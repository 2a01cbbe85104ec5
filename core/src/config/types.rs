//! LLM configuration types
//!
//! Core only accepts fully resolved, validated configuration.
//! All discovery, loading, and merging happens in CLI layer.

use serde::{Deserialize, Serialize};
use std::collections::HashMap;
use std::path::PathBuf;

/// Supported LLM protocols
#[derive(Debug, Clone, PartialEq, Eq, Hash, Serialize, Deserialize)]
pub enum Protocol {
    /// OpenAI-compatible API (includes OpenAI, many proxies, local models)
    #[serde(rename = "openai_compat")]
    OpenAICompat,
    /// Anthropic Claude API
    #[serde(rename = "anthropic")]
    Anthropic,
    /// Custom protocol
    #[serde(rename = "custom")]
    Custom(String),
}

impl Protocol {
    /// Parse a protocol name as written in config files and flags
    pub fn parse(name: &str) -> Self {
        match name {
            "openai" | "openai_compat" => Protocol::OpenAICompat,
            "anthropic" => Protocol::Anthropic,
            custom => Protocol::Custom(custom.to_string()),
        }
    }

    /// Get the protocol name as a string
    pub fn as_str(&self) -> &str {
        match self {
            Protocol::OpenAICompat => "openai_compat",
            Protocol::Anthropic => "anthropic",
            Protocol::Custom(name) => name,
        }
    }

    /// Get the default base URL for this protocol
    pub fn default_base_url(&self) -> Option<&'static str> {
        match self {
            Protocol::OpenAICompat => Some("https://api.openai.com/v1"),
            Protocol::Anthropic => Some("https://api.anthropic.com"),
            Protocol::Custom(_) => None,
        }
    }

    /// Get the default model for this protocol
    pub fn default_model(&self) -> &'static str {
        match self {
            Protocol::Anthropic => "claude-3-5-sonnet-20241022",
            _ => "gpt-3.5-turbo",
        }
    }
}

/// Model parameters for LLM requests
#[derive(Debug, Clone, Serialize, Deserialize)]
pub struct ModelParams {
    /// Maximum tokens to generate
    pub max_tokens: Option<u32>,
    /// Temperature for sampling
    pub temperature: Option<f32>,
    /// Top-p sampling parameter
    pub top_p: Option<f32>,
    /// Stop sequences
    pub stop_sequences: Option<Vec<String>>,
}

impl Default for ModelParams {
    fn default() -> Self {
        Self {
            max_tokens: None,
            // Deterministic answers for the same grounding context
            temperature: Some(0.0),
            top_p: None,
            stop_sequences: None,
        }
    }
}

/// A fully resolved LLM configuration ready for use by core
#[derive(Debug, Clone, Serialize, Deserialize)]
pub struct ResolvedLlmConfig {
    /// The protocol to use
    pub protocol: Protocol,
    /// Base URL for the API
    pub base_url: String,
    /// API key for authentication
    pub api_key: String,
    /// Model name/identifier
    pub model: String,
    /// Model parameters
    #[serde(default)]
    pub params: ModelParams,
    /// Additional headers for requests
    #[serde(default)]
    pub headers: HashMap<String, String>,
    /// PEM bundle with extra root certificates trusted by the HTTP client
    #[serde(default)]
    pub ca_bundle: Option<PathBuf>,
}

impl ResolvedLlmConfig {
    /// Create a new resolved LLM config
    pub fn new(protocol: Protocol, base_url: String, api_key: String, model: String) -> Self {
        Self {
            protocol,
            base_url,
            api_key,
            model,
            params: ModelParams::default(),
            headers: HashMap::new(),
            ca_bundle: None,
        }
    }

    /// Set model parameters
    pub fn with_params(mut self, params: ModelParams) -> Self {
        self.params = params;
        self
    }

    /// Add multiple headers
    pub fn with_headers(mut self, headers: HashMap<String, String>) -> Self {
        self.headers.extend(headers);
        self
    }

    /// Trust the certificates in a PEM bundle
    pub fn with_ca_bundle(mut self, path: Option<PathBuf>) -> Self {
        self.ca_bundle = path;
        self
    }

    /// Validate the configuration
    pub fn validate(&self) -> Result<(), String> {
        if self.api_key.is_empty() {
            return Err("API key cannot be empty".to_string());
        }

        if self.model.is_empty() {
            return Err("Model name cannot be empty".to_string());
        }

        if self.base_url.is_empty() {
            return Err("Base URL cannot be empty".to_string());
        }

        if !self.base_url.starts_with("http://") && !self.base_url.starts_with("https://") {
            return Err("Base URL must start with http:// or https://".to_string());
        }

        if let Some(temp) = self.params.temperature {
            if !(0.0..=2.0).contains(&temp) {
                return Err("Temperature must be between 0.0 and 2.0".to_string());
            }
        }

        if let Some(top_p) = self.params.top_p {
            if !(0.0..=1.0).contains(&top_p) {
                return Err("Top-p must be between 0.0 and 1.0".to_string());
            }
        }

        Ok(())
    }
}
//! Tool registry for managing available tools

use crate::config::WorkflowConfig;
use crate::error::Result;
use crate::retrieval::VectorStore;
use crate::tools::builtin::{CalculatorTool, DocumentUploadTool, RagSearchTool, TextProcessorTool};
use crate::tools::Tool;
use std::collections::HashMap;
use std::sync::Arc;

/// Name-keyed set of tools, fixed once the workflow is built
#[derive(Default)]
pub struct ToolRegistry {
    tools: HashMap<String, Arc<dyn Tool>>,
}

impl ToolRegistry {
    /// Create an empty registry
    pub fn new() -> Self {
        Self {
            tools: HashMap::new(),
        }
    }

    /// Create a registry with the four built-in tools
    ///
    /// The retrieval tools share `store`; without one they answer with a
    /// not-initialized message.
    pub fn with_builtin_tools(
        store: Option<Arc<dyn VectorStore>>,
        config: &WorkflowConfig,
    ) -> Result<Self> {
        let mut registry = Self::new();

        registry.register(Arc::new(CalculatorTool::new()));
        registry.register(Arc::new(TextProcessorTool::new()));
        registry.register(Arc::new(RagSearchTool::new(store.clone(), config.top_k)));
        registry.register(Arc::new(DocumentUploadTool::new(
            store,
            config.chunk_size,
            config.chunk_overlap,
        )?));

        Ok(registry)
    }

    /// Register a tool, replacing any tool with the same name
    pub fn register(&mut self, tool: Arc<dyn Tool>) {
        self.tools.insert(tool.name().to_string(), tool);
    }

    /// Get a tool by name
    pub fn get(&self, name: &str) -> Option<Arc<dyn Tool>> {
        self.tools.get(name).cloned()
    }

    pub fn contains(&self, name: &str) -> bool {
        self.tools.contains_key(name)
    }

    /// List all tool names, sorted
    pub fn list_tools(&self) -> Vec<&str> {
        let mut names: Vec<&str> = self.tools.keys().map(|s| s.as_str()).collect();
        names.sort_unstable();
        names
    }

    /// Get tool name and description
    pub fn get_tool_info(&self, name: &str) -> Option<(&str, &str)> {
        self.tools
            .get(name)
            .map(|tool| (tool.name(), tool.description()))
    }

    pub fn len(&self) -> usize {
        self.tools.len()
    }

    pub fn is_empty(&self) -> bool {
        self.tools.is_empty()
    }
}

#[cfg(test)]
mod tests {
    use super::*;
    use crate::retrieval::InMemoryVectorStore;
    use crate::router::{CALCULATOR, DOCUMENT_UPLOAD, RAG_SEARCH, TEXT_PROCESSOR};

    #[test]
    fn test_builtin_registry_has_all_tools() {
        let store: Arc<dyn VectorStore> = Arc::new(InMemoryVectorStore::new());
        let registry =
            ToolRegistry::with_builtin_tools(Some(store), &WorkflowConfig::default()).unwrap();

        assert_eq!(
            registry.list_tools(),
            vec![CALCULATOR, DOCUMENT_UPLOAD, RAG_SEARCH, TEXT_PROCESSOR]
        );
        assert_eq!(registry.len(), 4);
    }

    #[test]
    fn test_tool_info() {
        let registry = ToolRegistry::with_builtin_tools(None, &WorkflowConfig::default()).unwrap();
        let (name, description) = registry.get_tool_info(CALCULATOR).unwrap();
        assert_eq!(name, CALCULATOR);
        assert!(!description.is_empty());
        assert!(registry.get_tool_info("missing").is_none());
        assert!(!registry.contains("missing"));
    }

    #[test]
    fn test_invalid_chunk_settings_fail() {
        let config = WorkflowConfig {
            chunk_size: 100,
            chunk_overlap: 100,
            ..Default::default()
        };
        assert!(ToolRegistry::with_builtin_tools(None, &config).is_err());
    }
}
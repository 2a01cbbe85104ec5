//! LLM message structures

use serde::{Deserialize, Serialize};

/// Represents a message in an LLM conversation
#[derive(Debug, Clone, PartialEq, Serialize, Deserialize)]
pub struct LlmMessage {
    /// Role of the message sender
    pub role: MessageRole,

    /// Text content of the message
    pub content: String,
}

/// Role of the message sender
#[derive(Debug, Clone, Copy, Serialize, Deserialize, PartialEq, Eq)]
#[serde(rename_all = "lowercase")]
pub enum MessageRole {
    /// System message (instructions)
    System,

    /// User message (human input)
    User,

    /// Assistant message (AI response)
    Assistant,
}

impl LlmMessage {
    /// Create a new system message
    pub fn system<S: Into<String>>(content: S) -> Self {
        Self {
            role: MessageRole::System,
            content: content.into(),
        }
    }

    /// Create a new user message
    pub fn user<S: Into<String>>(content: S) -> Self {
        Self {
            role: MessageRole::User,
            content: content.into(),
        }
    }

    /// Create a new assistant message
    pub fn assistant<S: Into<String>>(content: S) -> Self {
        Self {
            role: MessageRole::Assistant,
            content: content.into(),
        }
    }

    /// Get the text content of the message
    pub fn text(&self) -> &str {
        &self.content
    }
}
//! Base tool traits and structures

use crate::error::{Result, ToolError};
use crate::tools::ToolRegistry;
use async_trait::async_trait;
use serde::{Deserialize, Serialize};
use std::sync::Arc;
use std::time::Instant;

/// Trait for all tools
///
/// A tool takes the raw user query and returns text. Expected domain
/// failures (no expression found, empty index) belong in the returned text;
/// `Err` is reserved for failures the tool cannot describe itself.
#[async_trait]
pub trait Tool: Send + Sync {
    /// Get the name of the tool
    fn name(&self) -> &str;

    /// Get the description of the tool
    fn description(&self) -> &str;

    /// Run the tool on a query
    async fn run(&self, query: &str) -> Result<String>;

    /// Get examples of how to use this tool
    fn examples(&self) -> Vec<ToolExample> {
        Vec::new()
    }
}

/// Example usage of a tool
#[derive(Debug, Clone, Serialize, Deserialize)]
pub struct ToolExample {
    /// Description of what this example does
    pub description: String,

    /// Example query
    pub query: String,

    /// Expected result description
    pub expected_result: String,
}

impl ToolExample {
    pub fn new<S: Into<String>>(description: S, query: S, expected_result: S) -> Self {
        Self {
            description: description.into(),
            query: query.into(),
            expected_result: expected_result.into(),
        }
    }
}

/// Result of a tool invocation
#[derive(Debug, Clone, PartialEq, Serialize, Deserialize)]
pub struct ToolResult {
    /// Name of the invoked tool
    pub tool_name: String,

    /// Whether the execution was successful
    pub success: bool,

    /// Text handed to the synthesis stage
    pub content: String,

    /// Failure description, set when `success` is false
    pub error: Option<String>,

    /// Execution duration in milliseconds
    pub duration_ms: Option<u64>,
}

impl ToolResult {
    /// Create a successful result
    pub fn success<S: Into<String>>(tool_name: S, content: S) -> Self {
        Self {
            tool_name: tool_name.into(),
            success: true,
            content: content.into(),
            error: None,
            duration_ms: None,
        }
    }

    /// Create an error result; the message doubles as the content
    pub fn error<S: Into<String>>(tool_name: S, message: S) -> Self {
        let message = message.into();
        Self {
            tool_name: tool_name.into(),
            success: false,
            content: message.clone(),
            error: Some(message),
            duration_ms: None,
        }
    }

    /// Set execution duration
    pub fn with_duration(mut self, duration_ms: u64) -> Self {
        self.duration_ms = Some(duration_ms);
        self
    }
}

/// Invokes registered tools by name
///
/// Never fails: unknown names and tool failures, panics included, come back
/// as error results.
#[derive(Clone)]
pub struct ToolExecutor {
    registry: Arc<ToolRegistry>,
}

impl ToolExecutor {
    /// Create a new tool executor over a registry
    pub fn new(registry: Arc<ToolRegistry>) -> Self {
        Self { registry }
    }

    /// Registry the executor resolves names against
    pub fn registry(&self) -> &ToolRegistry {
        &self.registry
    }

    /// Invoke a tool by name with the user query
    pub async fn invoke(&self, tool_name: &str, query: &str) -> ToolResult {
        let Some(tool) = self.registry.get(tool_name) else {
            tracing::warn!("Unknown tool requested: {}", tool_name);
            return ToolResult::error(tool_name.to_string(), format!("알 수 없는 도구: {}", tool_name));
        };

        let start_time = Instant::now();
        let owned_query = query.to_string();
        // A separate task turns a panicking tool into a JoinError
        let outcome = tokio::spawn(async move { tool.run(&owned_query).await }).await;
        let duration = start_time.elapsed().as_millis() as u64;

        let failure = match outcome {
            Ok(Ok(content)) => {
                tracing::debug!("Tool {} finished in {}ms", tool_name, duration);
                return ToolResult::success(tool_name.to_string(), content).with_duration(duration);
            }
            Ok(Err(e)) => ToolError::ExecutionFailed {
                name: tool_name.to_string(),
                message: e.to_string(),
            },
            Err(join_error) if join_error.is_panic() => ToolError::Panicked {
                name: tool_name.to_string(),
            },
            Err(join_error) => ToolError::ExecutionFailed {
                name: tool_name.to_string(),
                message: join_error.to_string(),
            },
        };

        tracing::error!("Tool {} failed after {}ms: {}", tool_name, duration, failure);
        ToolResult::error(tool_name.to_string(), format!("도구 실행 오류: {}", failure))
            .with_duration(duration)
    }
}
---
Exercise goal
Given the records above, return exactly the lines starting at the line containing "let Some(tool) = self.registry.get(tool_name)" and ending at the line containing "let start_time = Instant::now();", including both.

Response box
        let Some(tool) = self.registry.get(tool_name) else {
            tracing::warn!("Unknown tool requested: {}", tool_name);
            return ToolResult::error(tool_name.to_string(), format!("알 수 없는 도구: {}", tool_name));
        };

        let start_time = Instant::now();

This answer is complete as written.